EXERCISE INSTRUCTIONS:
Work out how many lines in the data that follows contain "where". Write nothing but the number.
= Beginning of Section =
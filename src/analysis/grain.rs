use super::autocorrelation::{Autocorrelation, Autocorrelator};
use super::normalize::normalize;
use super::types::{AnalysisError, Grain, GrainCandidate, GrainConfig, ShortWindowPolicy};
use std::ops::Range;
use tracing::debug;

/// Extracts the most periodic zero-crossing aligned window from `samples`.
///
/// This function performs the following steps:
/// 1. Validates the target frequency and grain parameters
/// 2. Normalizes the buffer to [-1, 1]
/// 3. Derives the window length (`num_periods` periods) and the lag band
///    (`target_freq ± band_tolerance`) from the sample rate
/// 4. Scores a window starting at every zero crossing
/// 5. Keeps the first candidate with the strictly highest positive score
///
/// The target frequency must be a concrete estimate; an undetected pitch has
/// to be handled by the caller before getting here.
///
/// # Arguments
/// * `samples` - Mono samples to search
/// * `sample_rate` - Sample rate in Hz
/// * `target_freq` - Fundamental frequency the grain should repeat at (Hz)
/// * `config` - Grain length, band tolerance and short window policy
///
/// # Returns
/// * `Ok(Some(Grain))` - The best window, with normalized samples
/// * `Ok(None)` - No zero crossings, or no window with a positive score
///
/// # Errors
/// * If the buffer is empty or the sample rate is zero
/// * If the target frequency is not positive and finite
/// * If the window length or lag band come out empty
pub fn extract_grain(
    samples: &[f32],
    sample_rate: u32,
    target_freq: f32,
    config: &GrainConfig,
) -> Result<Option<Grain>, AnalysisError> {
    if samples.is_empty() {
        return Err(AnalysisError::EmptyBuffer);
    }
    if sample_rate == 0 {
        return Err(AnalysisError::InvalidSampleRate);
    }

    let window_len = window_len(sample_rate, target_freq, config.num_periods)?;
    let band = lag_band(sample_rate, target_freq, config.band_tolerance)?;
    if band.start >= window_len {
        return Err(AnalysisError::Configuration(format!(
            "A {}-sample grain cannot contain lag {} of the {:.1} Hz band",
            window_len, band.start, target_freq
        )));
    }

    let normalized = normalize(samples);
    let crossings = zero_crossings(&normalized);
    let mut autocorrelator = Autocorrelator::new();

    let candidates = crossings.iter().filter_map(|&start| {
        let end = (start + window_len).min(normalized.len());
        if end - start < window_len && config.short_windows == ShortWindowPolicy::Discard {
            return None;
        }
        let autocorr = autocorrelator.compute(&normalized[start..end]);
        band_peak(&autocorr, band.clone()).map(|score| GrainCandidate {
            start,
            len: end - start,
            score,
        })
    });

    let best = select_best(candidates);

    debug!(
        crossings = crossings.len(),
        window_len,
        band_start = band.start,
        band_end = band.end,
        "Grain search finished"
    );

    Ok(best.map(|candidate| Grain {
        samples: normalized[candidate.start..candidate.start + candidate.len].to_vec(),
        start: candidate.start,
        score: candidate.score,
        sample_rate,
        frequency: target_freq,
    }))
}

/// Reduces scored candidates to the best one.
///
/// The search starts from a sentinel with score 0, so a candidate must score
/// strictly above 0 to be selected at all. A later candidate only replaces the
/// current best when its score is strictly greater; on ties the earliest wins.
pub fn select_best<I>(candidates: I) -> Option<GrainCandidate>
where
    I: IntoIterator<Item = GrainCandidate>,
{
    candidates.into_iter().fold(None, |best, candidate| {
        let to_beat = best.map_or(0.0, |b: GrainCandidate| b.score);
        if candidate.score > to_beat {
            Some(candidate)
        } else {
            best
        }
    })
}

/// Returns every index `i` where the sign of `samples[i]` differs from the
/// sign of `samples[i + 1]`. Zero counts as its own sign.
pub fn zero_crossings(samples: &[f32]) -> Vec<usize> {
    samples
        .windows(2)
        .enumerate()
        .filter(|(_, pair)| sign(pair[0]) != sign(pair[1]))
        .map(|(i, _)| i)
        .collect()
}

/// Periodicity score of a window over a lag band.
///
/// The score is the highest normalized autocorrelation in `band`, after
/// clipping the band to the window length. It never leaves [-1, 1]. Returns `None` for a
/// silent window or when nothing of the band fits in the window.
pub fn periodicity_score(window: &[f32], band: Range<usize>) -> Option<f32> {
    let autocorr = Autocorrelator::new().compute(window);
    band_peak(&autocorr, band)
}

/// Number of samples spanning `num_periods` periods of `freq`, rounded down.
pub fn window_len(
    sample_rate: u32,
    freq: f32,
    num_periods: u32,
) -> Result<usize, AnalysisError> {
    if !freq.is_finite() || freq <= 0.0 {
        return Err(AnalysisError::InvalidFrequency(freq));
    }
    if num_periods == 0 {
        return Err(AnalysisError::Configuration(
            "A grain needs at least one period".to_string(),
        ));
    }

    let len = (num_periods as f64 * sample_rate as f64 / freq as f64) as usize;
    if len < 2 {
        return Err(AnalysisError::Configuration(format!(
            "{} period(s) of {:.1} Hz is shorter than two samples at {} Hz",
            num_periods, freq, sample_rate
        )));
    }
    Ok(len)
}

/// Half-open lag band covering `freq - tolerance .. freq + tolerance`.
///
/// # Errors
/// * If `freq` is not positive and finite
/// * If `tolerance` is negative or reaches down to 0 Hz
/// * If the band maps to lag 0 or to no lags at all
pub fn lag_band(
    sample_rate: u32,
    freq: f32,
    tolerance: f32,
) -> Result<Range<usize>, AnalysisError> {
    if !freq.is_finite() || freq <= 0.0 {
        return Err(AnalysisError::InvalidFrequency(freq));
    }
    if !tolerance.is_finite() || tolerance < 0.0 {
        return Err(AnalysisError::Configuration(format!(
            "Band tolerance must be a non-negative number of Hz, got {}",
            tolerance
        )));
    }
    if freq <= tolerance {
        return Err(AnalysisError::Configuration(format!(
            "Target frequency {:.1} Hz must exceed the band tolerance of {:.1} Hz",
            freq, tolerance
        )));
    }

    let sr = sample_rate as f64;
    let start = (sr / (freq + tolerance) as f64) as usize;
    let end = (sr / (freq - tolerance) as f64) as usize;

    if start == 0 || start >= end {
        return Err(AnalysisError::Configuration(format!(
            "Band {:.1} ± {:.1} Hz maps to an empty lag band at {} Hz",
            freq, tolerance, sample_rate
        )));
    }
    Ok(start..end)
}

fn band_peak(autocorr: &Autocorrelation, band: Range<usize>) -> Option<f32> {
    let end = band.end.min(autocorr.len());
    (band.start..end)
        .filter_map(|k| autocorr.normalized(k))
        .reduce(f32::max)
}

fn sign(x: f32) -> i8 {
    if x > 0.0 {
        1
    } else if x < 0.0 {
        -1
    } else {
        0
    }
}
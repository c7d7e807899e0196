mod gateway;

pub use gateway::{RecognitionGateway, RecognitionOutcome, RecognitionResult};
= End of Section =
REPLY:
2